Understanding what fuels neuroblastoma
“Neuroblastoma is the most lethal cancer in kids aged 5 years and younger,” he noted. “Neuroblastomas that have extra amounts of a protein called MYCN are particularly dangerous.”
Normal, healthy cells also have some MYCN, but the protein becomes problematic when a cell makes far too much of it. Extra MYCN drives about a quarter of neuroblastoma cases. “But the most important thing about that is when you have MYCN amplification, in almost every single case, that automatically makes you high risk,” Faber said.
In fact, high-risk neuroblastoma now accounts for almost 15% of all pediatric cancer-related deaths. “Which is really high considering how rare it is,” Faber noted. “So our laboratory is interested in understanding how MYCN causes neuroblastoma, and then asking the obvious next question: Can we drug some of the ways it actually causes cancer? For instance, if MYCN was increasing the expression of a kinase that we had a drug for, that would be an example of how we could use the information to find a target that is currently druggable.”
Understanding what fuels neuroblastoma
Faber is particularly excited about TAK-981, a new drug in clinical testing with adults. “What this drug does is blocks a process called SUMOylation that alters the function of proteins,” he explained. “And what we found was MYCN increases and activates the SUMOylation program through a number of different ways, and because the SUMOylation program is so active in MYCN-amplified neuroblatomas, these cancers have become particularly reliant on this process to grow and survive,” he said.
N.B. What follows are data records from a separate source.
//! Repository layer: data access contracts and SQLite implementations.
//!
//! # Responsibility
//! - Define use-case oriented persistence contracts for tasks and categories.
//! - Keep SQL details out of the service layer.
//! - Translate SQLite constraint aborts into [`RepoError::Constraint`].
//!
//! # Invariants
//! - Repositories only accept connections migrated to the latest schema.
//! - Task queries take an explicit [`task_repo::TaskView`]; nothing relies
//!   on a hidden default filter.

use crate::constraint::ConstraintViolation;
use crate::db::migrations::{current_user_version, latest_version};
use crate::db::DbError;
use crate::model::category::CategoryValidationError;
use crate::model::task::TaskValidationError;
use rusqlite::Connection;
use std::error::Error;
use std::fmt::{Display, Formatter};
use uuid::Uuid;

pub mod category_repo;
pub mod task_repo;

pub type RepoResult<T> = Result<T, RepoError>;

/// Repository error for task and category persistence.
#[derive(Debug)]
pub enum RepoError {
    /// Task failed model validation before reaching SQL.
    Validation(TaskValidationError),
    /// Category failed model validation before reaching SQL.
    CategoryValidation(CategoryValidationError),
    /// SQLite rejected the write with a constraint or trigger abort.
    Constraint(ConstraintViolation),
    Db(DbError),
    NotFound {
        entity: &'static str,
        id: Uuid,
    },
    UninitializedConnection {
        expected_version: u32,
        actual_version: u32,
    },
    MissingRequiredTable(&'static str),
    /// Persisted row cannot be converted into a valid model.
    InvalidData(String),
}

impl Display for RepoError {
    fn fmt(&self, f: &mut Formatter<'_>) -> std::fmt::Result {
        match self {
            Self::Validation(err) => write!(f, "{err}"),
            Self::CategoryValidation(err) => write!(f, "{err}"),
            Self::Constraint(violation) => write!(f, "{violation}"),
            Self::Db(err) => write!(f, "{err}"),
            Self::NotFound { entity, id } => write!(f, "{entity} not found: {id}"),
            Self::UninitializedConnection {
                expected_version,
                actual_version,
            } => write!(
                f,
                "repository requires schema version {expected_version}, got {actual_version}"
            ),
            Self::MissingRequiredTable(table) => {
                write!(f, "repository requires table `{table}`")
            }
            Self::InvalidData(message) => write!(f, "invalid persisted data: {message}"),
        }
    }
}

impl Error for RepoError {
    fn source(&self) -> Option<&(dyn Error + 'static)> {
        match self {
            Self::Validation(err) => Some(err),
            Self::CategoryValidation(err) => Some(err),
            Self::Db(err) => Some(err),
            _ => None,
        }
    }
}

impl From<TaskValidationError> for RepoError {
    fn from(value: TaskValidationError) -> Self {
        Self::Validation(value)
    }
}

impl From<CategoryValidationError> for RepoError {
    fn from(value: CategoryValidationError) -> Self {
        Self::CategoryValidation(value)
    }
}

impl From<DbError> for RepoError {
    fn from(value: DbError) -> Self {
        match value {
            DbError::Sqlite(err) => err.into(),
            other => Self::Db(other),
        }
    }
}

impl From<rusqlite::Error> for RepoError {
    fn from(value: rusqlite::Error) -> Self {
        match ConstraintViolation::from_sqlite(&value) {
            Some(violation) => Self::Constraint(violation),
            None => Self::Db(DbError::Sqlite(value)),
        }
    }
}

/// Verifies schema version and required tables before a repository uses
/// the connection.
pub(crate) fn ensure_connection_ready(
    conn: &Connection,
    required_tables: &[&'static str],
) -> RepoResult<()> {
    let actual_version = current_user_version(conn)?;
    let expected_version = latest_version();
    if actual_version != expected_version {
        return Err(RepoError::UninitializedConnection {
            expected_version,
            actual_version,
        });
    }

    for &table in required_tables {
        if !table_exists(conn, table)? {
            return Err(RepoError::MissingRequiredTable(table));
        }
    }
    Ok(())
}

fn table_exists(conn: &Connection, table: &str) -> RepoResult<bool> {
    let exists: i64 = conn.query_row(
        "SELECT EXISTS(
            SELECT 1
            FROM sqlite_master
            WHERE type = 'table' AND name = ?1
        );",
        [table],
        |row| row.get(0),
    )?;
    Ok(exists == 1)
}

pub(crate) fn parse_uuid(value: &str, column: &str) -> RepoResult<Uuid> {
    Uuid::parse_str(value)
        .map_err(|_| RepoError::InvalidData(format!("invalid uuid value `{value}` in {column}")))
}
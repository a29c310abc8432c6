//! Category repository contracts and SQLite implementation.
//!
//! # Invariants
//! - Category names are unique; `ensure_default_categories` relies on that
//!   uniqueness to stay idempotent.
//! - Deleting a category never deletes tasks: the foreign key clears
//!   `tasks.category_uuid` instead.

use crate::model::category::{Category, CategoryId, DEFAULT_CATEGORIES};
use crate::repo::{ensure_connection_ready, parse_uuid, RepoError, RepoResult};
use rusqlite::{params, Connection, OptionalExtension, Row};
use uuid::Uuid;

const CATEGORY_ENTITY: &str = "category";

/// Repository interface for category persistence.
pub trait CategoryRepository {
    fn create_category(&self, category: &Category) -> RepoResult<CategoryId>;
    /// Inserts any missing default category. Returns how many were created.
    fn ensure_default_categories(&self) -> RepoResult<usize>;
    fn get_category(&self, id: CategoryId) -> RepoResult<Option<Category>>;
    /// Lists all categories ordered by name.
    fn list_categories(&self) -> RepoResult<Vec<Category>>;
    fn delete_category(&self, id: CategoryId) -> RepoResult<()>;
}

/// SQLite-backed category repository.
pub struct SqliteCategoryRepository<'conn> {
    conn: &'conn Connection,
}

impl<'conn> SqliteCategoryRepository<'conn> {
    /// Creates a repository over a migrated connection.
    pub fn try_new(conn: &'conn Connection) -> RepoResult<Self> {
        ensure_connection_ready(conn, &["categories"])?;
        Ok(Self { conn })
    }
}

impl CategoryRepository for SqliteCategoryRepository<'_> {
    fn create_category(&self, category: &Category) -> RepoResult<CategoryId> {
        let normalized = Category::new(&category.name, category.description.as_str())?;

        self.conn.execute(
            "INSERT INTO categories (uuid, name, description) VALUES (?1, ?2, ?3);",
            params![
                category.id.to_string(),
                normalized.name,
                normalized.description,
            ],
        )?;
        Ok(category.id)
    }

    fn ensure_default_categories(&self) -> RepoResult<usize> {
        let mut created = 0;
        for (name, description) in DEFAULT_CATEGORIES {
            created += self.conn.execute(
                "INSERT OR IGNORE INTO categories (uuid, name, description)
                 VALUES (?1, ?2, ?3);",
                params![Uuid::new_v4().to_string(), name, description],
            )?;
        }
        Ok(created)
    }

    fn get_category(&self, id: CategoryId) -> RepoResult<Option<Category>> {
        let columns = self
            .conn
            .query_row(
                "SELECT uuid, name, description FROM categories WHERE uuid = ?1;",
                [id.to_string()],
                read_category_columns,
            )
            .optional()?;

        columns.map(into_category).transpose()
    }

    fn list_categories(&self) -> RepoResult<Vec<Category>> {
        let mut stmt = self.conn.prepare(
            "SELECT uuid, name, description
             FROM categories
             ORDER BY name COLLATE NOCASE ASC, uuid ASC;",
        )?;
        let mut rows = stmt.query([])?;
        let mut categories = Vec::new();
        while let Some(row) = rows.next()? {
            categories.push(into_category(read_category_columns(row)?)?);
        }
        Ok(categories)
    }

    fn delete_category(&self, id: CategoryId) -> RepoResult<()> {
        let changed = self
            .conn
            .execute("DELETE FROM categories WHERE uuid = ?1;", [id.to_string()])?;

        if changed == 0 {
            return Err(RepoError::NotFound {
                entity: CATEGORY_ENTITY,
                id,
            });
        }
        Ok(())
    }
}

type CategoryColumns = (String, String, String);

fn read_category_columns(row: &Row<'_>) -> rusqlite::Result<CategoryColumns> {
    Ok((row.get("uuid")?, row.get("name")?, row.get("description")?))
}

fn into_category((uuid, name, description): CategoryColumns) -> RepoResult<Category> {
    Ok(Category {
        id: parse_uuid(&uuid, "categories.uuid")?,
        name,
        description,
    })
}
Faber’s laboratory found that TAK-981 stops growth in MYCN-amplified neuroblastoma tumors. “This sensitivity to the drug is dependent on the presence of MYCN, a phenomenon called synthetic lethality,” he said. “That is, the drug only works so well when MYCN is present, therefore turning MYCN against itself and presenting a therapeutic opportunity.”
With funding from CCRF, Faber will expand his in vivo studies to demonstrate that TAK-981 works well in pediatric cancer models and to test if it works with other drugs typically given to children with high-risk neuroblastoma. He’ll also explore why it works.
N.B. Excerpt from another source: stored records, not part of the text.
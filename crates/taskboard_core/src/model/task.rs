//! Task domain model.
//!
//! # Responsibility
//! - Define the canonical task record and its priority vocabulary.
//! - Provide field validators shared by the form layer and the repository.
//! - Provide tombstone helpers for soft-delete semantics.
//!
//! # Invariants
//! - `title.trim()` is never empty for a persisted task.
//! - `deleted_at.is_some() == is_deleted` at all times.
//! - `priority` is one of `High`, `Medium`, `Low`; the storage triggers
//!   accept exactly the strings returned by [`Priority::as_str`].

use crate::model::category::CategoryId;
use chrono::{DateTime, NaiveDate, Utc};
use serde::{Deserialize, Serialize};
use std::error::Error;
use std::fmt::{Display, Formatter};
use std::str::FromStr;
use uuid::Uuid;

/// Stable task identifier.
pub type TaskId = Uuid;

/// Task urgency.
#[derive(
    Debug, Clone, Copy, Default, PartialEq, Eq, PartialOrd, Ord, Hash, Serialize, Deserialize,
)]
pub enum Priority {
    High,
    #[default]
    Medium,
    Low,
}

impl Priority {
    pub const ALL: [Priority; 3] = [Priority::High, Priority::Medium, Priority::Low];

    /// Storage and wire representation.
    pub fn as_str(self) -> &'static str {
        match self {
            Self::High => "High",
            Self::Medium => "Medium",
            Self::Low => "Low",
        }
    }
}

impl Display for Priority {
    fn fmt(&self, f: &mut Formatter<'_>) -> std::fmt::Result {
        f.write_str(self.as_str())
    }
}

impl FromStr for Priority {
    type Err = TaskValidationError;

    /// Exact, case-sensitive match, mirroring the storage trigger.
    fn from_str(value: &str) -> Result<Self, Self::Err> {
        Priority::ALL
            .into_iter()
            .find(|priority| priority.as_str() == value)
            .ok_or_else(|| TaskValidationError::InvalidPriority(value.to_string()))
    }
}

/// Field-level invariant violations for tasks.
#[derive(Debug, Clone, PartialEq, Eq)]
pub enum TaskValidationError {
    /// Title is empty after trimming whitespace.
    EmptyTitle,
    /// Due date lies before the caller's local `today`.
    PastDueDate { due_date: NaiveDate, today: NaiveDate },
    /// Priority is not one of `High`, `Medium`, `Low`.
    InvalidPriority(String),
    NilId,
    /// `is_deleted` and `deleted_at` disagree.
    TombstoneMismatch { is_deleted: bool },
}

impl Display for TaskValidationError {
    fn fmt(&self, f: &mut Formatter<'_>) -> std::fmt::Result {
        match self {
            Self::EmptyTitle => write!(f, "task title cannot be empty"),
            Self::PastDueDate { due_date, today } => write!(
                f,
                "due date {due_date} cannot be earlier than today ({today})"
            ),
            Self::InvalidPriority(value) => write!(
                f,
                "invalid priority `{value}`; expected High, Medium or Low"
            ),
            Self::NilId => write!(f, "task id cannot be nil"),
            Self::TombstoneMismatch { is_deleted } => write!(
                f,
                "deleted_at must be set iff is_deleted is true (is_deleted={is_deleted})"
            ),
        }
    }
}

impl Error for TaskValidationError {}

/// Trims `raw` and rejects an empty result.
pub fn validate_title(raw: &str) -> Result<String, TaskValidationError> {
    let trimmed = raw.trim();
    if trimmed.is_empty() {
        return Err(TaskValidationError::EmptyTitle);
    }
    Ok(trimmed.to_string())
}

/// Rejects a due date earlier than `today`. `today` itself is accepted.
pub fn validate_due_date(
    due_date: Option<NaiveDate>,
    today: NaiveDate,
) -> Result<Option<NaiveDate>, TaskValidationError> {
    match due_date {
        Some(due_date) if due_date < today => {
            Err(TaskValidationError::PastDueDate { due_date, today })
        }
        other => Ok(other),
    }
}

/// User-editable task fields, as accepted by create and edit.
#[derive(Debug, Clone, Default, PartialEq, Eq)]
pub struct TaskDraft {
    pub title: String,
    pub description: Option<String>,
    pub due_date: Option<NaiveDate>,
    pub priority: Priority,
    pub category_id: Option<CategoryId>,
}

impl TaskDraft {
    pub fn new(title: impl Into<String>) -> Self {
        Self {
            title: title.into(),
            ..Self::default()
        }
    }
}

/// Canonical task record.
#[derive(Debug, Clone, PartialEq, Eq, Serialize, Deserialize)]
pub struct Task {
    pub id: TaskId,
    pub title: String,
    pub description: Option<String>,
    pub completed: bool,
    pub due_date: Option<NaiveDate>,
    pub priority: Priority,
    /// Weak reference; cleared when the category is deleted.
    pub category_id: Option<CategoryId>,
    pub is_deleted: bool,
    pub deleted_at: Option<DateTime<Utc>>,
}

impl Task {
    /// Creates an alive, incomplete, medium-priority task with a fresh id.
    pub fn new(title: impl Into<String>) -> Self {
        Self::from_draft(TaskDraft::new(title))
    }

    /// Creates an alive, incomplete task from cleaned input with a fresh id.
    pub fn from_draft(draft: TaskDraft) -> Self {
        Self::from_parts(Uuid::new_v4(), draft)
    }

    /// Creates a task with a caller-provided id, used by import paths and
    /// tests that need deterministic ids.
    pub fn with_id(id: TaskId, title: impl Into<String>) -> Result<Self, TaskValidationError> {
        if id.is_nil() {
            return Err(TaskValidationError::NilId);
        }
        Ok(Self::from_parts(id, TaskDraft::new(title)))
    }

    fn from_parts(id: TaskId, draft: TaskDraft) -> Self {
        Self {
            id,
            title: draft.title,
            description: draft.description,
            completed: false,
            due_date: draft.due_date,
            priority: draft.priority,
            category_id: draft.category_id,
            is_deleted: false,
            deleted_at: None,
        }
    }

    /// Copies the user-editable fields out of this task.
    pub fn to_draft(&self) -> TaskDraft {
        TaskDraft {
            title: self.title.clone(),
            description: self.description.clone(),
            due_date: self.due_date,
            priority: self.priority,
            category_id: self.category_id,
        }
    }

    /// Tombstones the task. Returns `false` when it was already deleted,
    /// in which case `deleted_at` keeps its original value.
    pub fn soft_delete(&mut self, now: DateTime<Utc>) -> bool {
        if self.is_deleted {
            return false;
        }
        self.is_deleted = true;
        self.deleted_at = Some(now);
        true
    }

    /// Clears the tombstone. Returns `false` when the task was alive.
    pub fn restore(&mut self) -> bool {
        if !self.is_deleted {
            return false;
        }
        self.is_deleted = false;
        self.deleted_at = None;
        true
    }

    /// Plain `delete` on a task is a soft delete; physical removal only
    /// happens through the repository's `hard_delete_task`.
    pub fn delete(&mut self, now: DateTime<Utc>) -> bool {
        self.soft_delete(now)
    }

    pub fn is_active(&self) -> bool {
        !self.is_deleted
    }

    /// Incomplete and due strictly before `today`.
    pub fn is_overdue(&self, today: NaiveDate) -> bool {
        !self.completed && self.due_date.is_some_and(|due_date| due_date < today)
    }

    /// Checks invariants that must hold for every persisted task.
    ///
    /// Due dates are not checked here: a stored task legitimately becomes
    /// overdue as time passes.
    pub fn validate(&self) -> Result<(), TaskValidationError> {
        if self.id.is_nil() {
            return Err(TaskValidationError::NilId);
        }
        validate_title(&self.title)?;
        if self.is_deleted != self.deleted_at.is_some() {
            return Err(TaskValidationError::TombstoneMismatch {
                is_deleted: self.is_deleted,
            });
        }
        Ok(())
    }
}

/// Task row joined with its category name, as shown in lists and trash.
#[derive(Debug, Clone, PartialEq, Eq, Serialize, Deserialize)]
pub struct TaskListItem {
    #[serde(flatten)]
    pub task: Task,
    pub category_name: Option<String>,
}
“If we can understand it, we may find that there are even better targets, or it may give us reason to combine it with other drugs,” he explained.
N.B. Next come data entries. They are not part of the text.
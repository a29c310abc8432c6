//! Set combinations of two task subsets.
//!
//! Subset A holds alive tasks due on a reference day and subset B holds
//! alive tasks with a given priority. Both are projected through the same
//! [`PROJECTION_SQL`] and combined with SQLite's compound operators, so
//! rows compare as whole tuples and duplicates collapse.
//!
//! # Invariants
//! - Both operands use one shared projection, so column count and order
//!   always match.
//! - Results are ordered by title, then id, after the set operation.

use crate::forms::DATE_FORMAT;
use crate::model::task::{Priority, TaskId};
use crate::report::{parse_report_date, parse_report_priority, ReportError, ReportResult};
use chrono::NaiveDate;
use rusqlite::{params, Connection, Row};
use serde::Serialize;
use uuid::Uuid;

const PROJECTION_SQL: &str = "SELECT
    t.uuid AS id,
    t.title AS title,
    t.due_date AS due_date,
    t.priority AS priority,
    c.name AS category_name,
    t.completed AS completed,
    t.description AS description
FROM tasks t
LEFT JOIN categories c ON c.uuid = t.category_uuid
WHERE t.is_deleted = 0";

/// Set operator applied to subset A (day) and subset B (priority).
#[derive(Debug, Clone, Copy, Default, PartialEq, Eq, Serialize)]
#[serde(rename_all = "snake_case")]
pub enum SetOperation {
    #[default]
    Union,
    Intersection,
    Difference,
}

impl SetOperation {
    /// Parses `union|intersection|difference`; anything else is `Union`.
    pub fn parse(value: Option<&str>) -> Self {
        match value.map(str::trim) {
            Some("intersection") => Self::Intersection,
            Some("difference") => Self::Difference,
            _ => Self::Union,
        }
    }

    pub fn as_str(self) -> &'static str {
        match self {
            Self::Union => "union",
            Self::Intersection => "intersection",
            Self::Difference => "difference",
        }
    }

    /// Human-readable description echoed to the page.
    pub fn label(self) -> &'static str {
        match self {
            Self::Union => "Union (due on day ∪ selected priority)",
            Self::Intersection => "Intersection (due on day ∩ selected priority)",
            Self::Difference => "Difference (due on day − selected priority)",
        }
    }

    fn sql_operator(self) -> &'static str {
        match self {
            Self::Union => "UNION",
            Self::Intersection => "INTERSECT",
            Self::Difference => "EXCEPT",
        }
    }
}

/// Normalized inputs of a combined query.
#[derive(Debug, Clone, Copy, PartialEq, Eq)]
pub struct CombinedQuery {
    pub day: NaiveDate,
    pub priority: Priority,
    pub operation: SetOperation,
}

impl CombinedQuery {
    /// Builds a query from raw request parameters.
    ///
    /// - `day`: ISO date; missing or unparsable falls back to `today`.
    /// - `op`: see [`SetOperation::parse`].
    /// - `prio`: `High|Medium|Low`; missing or unknown falls back to `High`.
    pub fn from_params(
        day: Option<&str>,
        op: Option<&str>,
        prio: Option<&str>,
        today: NaiveDate,
    ) -> Self {
        let day = day
            .and_then(|value| NaiveDate::parse_from_str(value.trim(), DATE_FORMAT).ok())
            .unwrap_or(today);
        let priority = prio
            .and_then(|value| value.trim().parse::<Priority>().ok())
            .unwrap_or(Priority::High);

        Self {
            day,
            priority,
            operation: SetOperation::parse(op),
        }
    }
}

/// One projected task row. Equality covers every column.
#[derive(Debug, Clone, PartialEq, Eq, Hash, Serialize)]
pub struct ProjectedTask {
    pub id: TaskId,
    pub title: String,
    pub due_date: Option<NaiveDate>,
    pub priority: Priority,
    pub category_name: Option<String>,
    pub completed: bool,
    pub description: Option<String>,
}

/// Runs the combined query and returns rows sorted by title.
pub fn combined_tasks(
    conn: &Connection,
    query: &CombinedQuery,
) -> ReportResult<Vec<ProjectedTask>> {
    let sql = format!(
        "{PROJECTION_SQL} AND t.due_date = ?1
         {operator}
         {PROJECTION_SQL} AND t.priority = ?2
         ORDER BY title ASC, id ASC;",
        operator = query.operation.sql_operator(),
    );

    let mut stmt = conn.prepare(&sql)?;
    let mut rows = stmt.query(params![
        query.day.format(DATE_FORMAT).to_string(),
        query.priority.as_str()
    ])?;
    let mut items = Vec::new();
    while let Some(row) = rows.next()? {
        items.push(parse_projected_row(row)?);
    }
    Ok(items)
}

fn parse_projected_row(row: &Row<'_>) -> ReportResult<ProjectedTask> {
    let id_text: String = row.get("id")?;
    let id = Uuid::parse_str(&id_text).map_err(|_| {
        ReportError::InvalidData(format!("invalid uuid value `{id_text}` in tasks.uuid"))
    })?;
    let priority: String = row.get("priority")?;
    let due_date = match row.get::<_, Option<String>>("due_date")? {
        Some(value) => Some(parse_report_date(&value)?),
        None => None,
    };

    Ok(ProjectedTask {
        id,
        title: row.get("title")?,
        due_date,
        priority: parse_report_priority(&priority)?,
        category_name: row.get("category_name")?,
        completed: row.get("completed")?,
        description: row.get("description")?,
    })
}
Seeding hope for the future
It could also open the door to new treatment options for other hard-to-treat cancers associated with mutations in the MYC gene family, including medulloblastoma in kids and triple-negative breast cancer and small cell lung cancer in adults. “That’s why it’s really an important field to fund, especially in pediatrics,” Faber noted.
And that makes Faber all the more grateful for organizations like CCRF. He’s optimistic that he’ll be able to leverage his CCRF-funded project into a larger, federally funded study in the near future.
“This funding is so important because it’s plugging the holes and getting into the places where it’s really needed to get early research started so we can mature the project to a point where we can be considered for those major grants. And without this money, we simply would not have been able to jumpstart this project,” he said. “It really makes an enormous difference.”